Only the count is expected: the number of lines below that contain "json".

------------

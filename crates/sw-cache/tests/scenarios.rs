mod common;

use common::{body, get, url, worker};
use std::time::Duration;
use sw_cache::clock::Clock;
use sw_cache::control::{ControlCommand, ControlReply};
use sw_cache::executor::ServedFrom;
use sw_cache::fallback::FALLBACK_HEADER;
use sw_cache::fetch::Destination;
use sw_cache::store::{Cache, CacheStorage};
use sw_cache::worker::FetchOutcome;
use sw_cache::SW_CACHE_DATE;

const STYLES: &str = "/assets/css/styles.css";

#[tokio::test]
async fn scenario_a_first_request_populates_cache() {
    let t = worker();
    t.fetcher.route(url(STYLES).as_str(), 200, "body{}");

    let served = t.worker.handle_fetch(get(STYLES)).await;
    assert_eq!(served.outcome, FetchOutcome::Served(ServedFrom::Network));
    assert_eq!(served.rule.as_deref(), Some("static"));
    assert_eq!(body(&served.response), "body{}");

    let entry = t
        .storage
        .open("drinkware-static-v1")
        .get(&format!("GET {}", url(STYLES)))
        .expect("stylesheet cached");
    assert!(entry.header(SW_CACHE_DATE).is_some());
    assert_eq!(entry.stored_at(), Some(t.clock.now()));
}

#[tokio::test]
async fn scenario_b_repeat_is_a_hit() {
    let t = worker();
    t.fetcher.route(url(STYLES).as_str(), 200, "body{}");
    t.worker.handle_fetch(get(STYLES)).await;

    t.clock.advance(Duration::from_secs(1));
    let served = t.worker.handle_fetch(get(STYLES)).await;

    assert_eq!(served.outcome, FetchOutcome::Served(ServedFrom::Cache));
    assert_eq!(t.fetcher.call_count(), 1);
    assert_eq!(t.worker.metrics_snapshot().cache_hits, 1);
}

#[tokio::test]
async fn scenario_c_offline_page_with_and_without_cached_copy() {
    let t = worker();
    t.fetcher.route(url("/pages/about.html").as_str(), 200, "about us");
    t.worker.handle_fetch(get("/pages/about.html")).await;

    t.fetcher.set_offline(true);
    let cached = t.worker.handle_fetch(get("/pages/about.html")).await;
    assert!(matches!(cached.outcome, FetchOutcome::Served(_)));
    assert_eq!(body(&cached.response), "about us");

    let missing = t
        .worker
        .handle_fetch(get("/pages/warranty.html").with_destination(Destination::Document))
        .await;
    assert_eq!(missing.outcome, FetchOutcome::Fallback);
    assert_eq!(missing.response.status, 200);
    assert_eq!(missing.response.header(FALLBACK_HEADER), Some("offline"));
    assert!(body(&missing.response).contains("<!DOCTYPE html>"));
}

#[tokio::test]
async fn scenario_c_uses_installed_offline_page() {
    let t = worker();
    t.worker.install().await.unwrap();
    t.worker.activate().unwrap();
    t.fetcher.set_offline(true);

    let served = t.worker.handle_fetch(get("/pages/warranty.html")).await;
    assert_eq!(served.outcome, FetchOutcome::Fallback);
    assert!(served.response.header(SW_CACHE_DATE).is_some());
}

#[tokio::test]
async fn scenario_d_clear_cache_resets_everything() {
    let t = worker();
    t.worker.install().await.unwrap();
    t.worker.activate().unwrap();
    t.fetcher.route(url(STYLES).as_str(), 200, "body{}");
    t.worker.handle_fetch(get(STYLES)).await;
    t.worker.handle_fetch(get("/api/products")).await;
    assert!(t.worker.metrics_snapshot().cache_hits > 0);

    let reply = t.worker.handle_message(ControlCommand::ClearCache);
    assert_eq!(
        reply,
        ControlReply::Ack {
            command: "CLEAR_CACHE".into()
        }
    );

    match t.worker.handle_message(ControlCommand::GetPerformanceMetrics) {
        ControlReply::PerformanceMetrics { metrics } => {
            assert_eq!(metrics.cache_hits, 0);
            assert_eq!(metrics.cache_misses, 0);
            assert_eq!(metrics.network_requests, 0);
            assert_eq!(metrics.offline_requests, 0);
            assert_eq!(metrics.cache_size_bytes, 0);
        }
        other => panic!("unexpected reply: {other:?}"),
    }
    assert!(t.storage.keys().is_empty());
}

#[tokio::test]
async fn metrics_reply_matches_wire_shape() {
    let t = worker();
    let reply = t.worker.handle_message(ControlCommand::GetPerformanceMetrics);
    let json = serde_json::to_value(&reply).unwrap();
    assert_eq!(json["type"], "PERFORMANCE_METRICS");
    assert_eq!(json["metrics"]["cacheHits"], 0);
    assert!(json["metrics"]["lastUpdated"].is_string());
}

------------

◆ **OUTPUT OF THE EXERCISE**: 4